How soon should you do a customer journey map? The short answer: as soon as possible. “As soon as you know what your product is and who your customer may be,” says Meredith.

Think about your first customer journey map as part of your idea validation process. It’s an opportunity to model how your idea will play out before you ever commit time and resources to building it. Which brings us to another benefit of early customer journey mapping: it paves the way for better, more efficient, more intentional product development.

In our current startup environment, too often the impulse is to “build first, ask questions later.” But stopping to ask yourself the right questions early on can save you and your team a lot of grief. And a good customer journey map is a great tool to get you and your team asking the right questions.

All this being said, don’t be surprised when your customer journey map looks very different at launch than it did when you first did it – and different again six months after that.

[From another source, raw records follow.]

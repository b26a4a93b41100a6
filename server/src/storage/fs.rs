use std::path::{Path, PathBuf};

use async_trait::async_trait;
use tokio::fs;
use tracing::warn;

use super::schema::{StoredSettings, StoredSnapshot};
use super::{DocumentStore, StorageError};

const SETTINGS_FILE: &str = "settings.json";
const SNAPSHOTS_DIR: &str = "snapshots";

/// Flat-file document store: one `settings.json` plus one JSON file per
/// snapshot under `snapshots/`, named by snapshot id.
#[derive(Debug, Clone)]
pub struct FsStore {
    root: PathBuf,
}

impl FsStore {
    pub fn open(root: impl Into<PathBuf>) -> Result<Self, StorageError> {
        let root = root.into();
        std::fs::create_dir_all(root.join(SNAPSHOTS_DIR))?;
        Ok(Self { root })
    }

    fn settings_path(&self) -> PathBuf {
        self.root.join(SETTINGS_FILE)
    }

    fn snapshot_path(&self, id: &str) -> Option<PathBuf> {
        // Ids are generated internally, but this path is also reachable
        // from a request parameter: keep it inside the snapshots dir.
        if id.is_empty()
            || id
                .chars()
                .any(|ch| !ch.is_ascii_alphanumeric() && ch != '-' && ch != '_')
        {
            return None;
        }
        Some(self.root.join(SNAPSHOTS_DIR).join(format!("{id}.json")))
    }

    async fn write_document<T: serde::Serialize>(
        &self,
        path: &Path,
        document: &T,
    ) -> Result<(), StorageError> {
        let bytes = serde_json::to_vec_pretty(document)?;
        // Write-then-rename so a crash mid-write never leaves a truncated
        // document behind.
        let tmp = path.with_extension("json.tmp");
        fs::write(&tmp, &bytes).await?;
        fs::rename(&tmp, path).await?;
        Ok(())
    }
}

#[async_trait]
impl DocumentStore for FsStore {
    async fn load_settings(&self) -> Result<Option<StoredSettings>, StorageError> {
        match fs::read(self.settings_path()).await {
            Ok(bytes) => Ok(Some(serde_json::from_slice(&bytes)?)),
            Err(e) if e.kind() == std::io::ErrorKind::NotFound => Ok(None),
            Err(e) => Err(e.into()),
        }
    }

    async fn save_settings(&self, document: &StoredSettings) -> Result<(), StorageError> {
        self.write_document(&self.settings_path(), document).await
    }

    async fn insert_snapshot(&self, document: &StoredSnapshot) -> Result<(), StorageError> {
        let Some(path) = self.snapshot_path(&document.id) else {
            return Err(std::io::Error::new(
                std::io::ErrorKind::InvalidInput,
                format!("invalid snapshot id: {}", document.id),
            )
            .into());
        };
        self.write_document(&path, document).await
    }

    async fn replace_snapshot(&self, document: &StoredSnapshot) -> Result<(), StorageError> {
        self.insert_snapshot(document).await
    }

    async fn load_snapshot(&self, id: &str) -> Result<Option<StoredSnapshot>, StorageError> {
        let Some(path) = self.snapshot_path(id) else {
            return Ok(None);
        };
        match fs::read(&path).await {
            Ok(bytes) => Ok(Some(serde_json::from_slice(&bytes)?)),
            Err(e) if e.kind() == std::io::ErrorKind::NotFound => Ok(None),
            Err(e) => Err(e.into()),
        }
    }

    async fn load_snapshots(&self) -> Result<Vec<StoredSnapshot>, StorageError> {
        let mut documents = Vec::new();
        let mut entries = fs::read_dir(self.root.join(SNAPSHOTS_DIR)).await?;
        while let Some(entry) = entries.next_entry().await? {
            let path = entry.path();
            if path.extension().and_then(|ext| ext.to_str()) != Some("json") {
                continue;
            }
            let bytes = fs::read(&path).await?;
            match serde_json::from_slice::<StoredSnapshot>(&bytes) {
                Ok(document) => documents.push(document),
                Err(e) => {
                    warn!(path = %path.display(), error = %e, "skipping unreadable snapshot document");
                }
            }
        }
        Ok(documents)
    }
}
use axum::Json;
use axum::http::StatusCode;
use axum::response::{IntoResponse, Response};
use thiserror::Error;

/// Error taxonomy surfaced by the settings store, ranking client and
/// snapshot archiver. Each variant maps to exactly one HTTP status.
#[derive(Debug, Error)]
pub enum ApiError {
    #[error("{0}")]
    Validation(String),
    #[error("upstream provider error: {0}")]
    Upstream(String),
    #[error("snapshot capture already in progress")]
    CaptureInProgress,
    #[error("snapshot not found: {0}")]
    SnapshotNotFound(String),
    #[error("storage error: {0}")]
    Storage(String),
    #[error("unauthorized")]
    Unauthorized,
}

impl ApiError {
    pub fn status(&self) -> StatusCode {
        match self {
            Self::Validation(_) => StatusCode::BAD_REQUEST,
            Self::Upstream(_) => StatusCode::BAD_GATEWAY,
            // Transient condition: callers may retry once the running
            // capture finishes.
            Self::CaptureInProgress => StatusCode::TOO_MANY_REQUESTS,
            Self::SnapshotNotFound(_) => StatusCode::NOT_FOUND,
            Self::Storage(_) => StatusCode::INTERNAL_SERVER_ERROR,
            Self::Unauthorized => StatusCode::UNAUTHORIZED,
        }
    }
}

impl IntoResponse for ApiError {
    fn into_response(self) -> Response {
        let status = self.status();
        let body = Json(serde_json::json!({ "error": self.to_string() }));
        (status, body).into_response()
    }
}

#[cfg(test)]
mod tests {
    use super::*;

    #[test]
    fn taxonomy_maps_to_expected_statuses() {
        assert_eq!(
            ApiError::Validation("bad period".into()).status(),
            StatusCode::BAD_REQUEST
        );
        assert_eq!(
            ApiError::Upstream("timeout".into()).status(),
            StatusCode::BAD_GATEWAY
        );
        assert_eq!(
            ApiError::CaptureInProgress.status(),
            StatusCode::TOO_MANY_REQUESTS
        );
        assert_eq!(
            ApiError::SnapshotNotFound("x".into()).status(),
            StatusCode::NOT_FOUND
        );
        assert_eq!(
            ApiError::Storage("disk".into()).status(),
            StatusCode::INTERNAL_SERVER_ERROR
        );
        assert_eq!(ApiError::Unauthorized.status(), StatusCode::UNAUTHORIZED);
    }
}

“Our relationships with customers aren’t static, so how we explain them shouldn’t be either,” Meredith points out. “A customer journey map should be a living, breathing tool – something we constantly update and add layers to.”

HOW DO YOU START A CUSTOMER JOURNEY MAP?

Not sure where to start with your customer journey map? How about with you and your team, in a room, with a whiteboard and a bunch of post-it notes.

“I always recommend that people get their team in a room with post-it notes and whiteboard first,” Meredith says. “I have clients write everything they know about their customers and their behavior and motivations on post-it notes, and then we start throwing them on the board. Then, I tell everyone to start grouping them based on any associations they see, until every post-it note is connected to another.”

Can’t connect all the dots? Congratulations – you’ve just identified points of disconnect in your customer experience. Time to drill down on that aspect of your company and figure out what you need to do to make the process more intuitive.

WHAT DOES CUSTOMER JOURNEY MAPping DO?

Hopefully, by this point, the benefits of doing a customer journey map hopefully speak for themselves. But in case you’re still not convinced, here are a few more reasons to believe:

a. It gets your team on the same page

When you’re working together day in and day out, it’s easy to assume that everyone on your team is on the same page about what you’re building and how the pieces fit together. But, you know what they say about when you assume…

“When I consult with clients who are struggling with customer experience, I always have everyone on the team draw me a customer journey map, and then we hang them up for everyone to see. And most of them are completely unrecognizable from each other,” says Meredith.

Once you have a customer journey map, you’ll know you’re on the same page – because the page will be right in front of you.

“You want everyone to understand the process and the purpose in the same way – and minimize misunderstandings,” says Meredith. A good customer journey map helps you do exactly that.

b. It helps you spot problems

It’s easy to tell something at your company isn’t working right. Your team is stressed, or your customer support line is blowing up, or revenue has flatlined.

What’s less easy is spotting the cause of all the ruckus.

A company is a complex organism, a lot like the human body. And, like with the body, sometimes an ache you feel in one place is caused by something that’s broken somewhere completely different.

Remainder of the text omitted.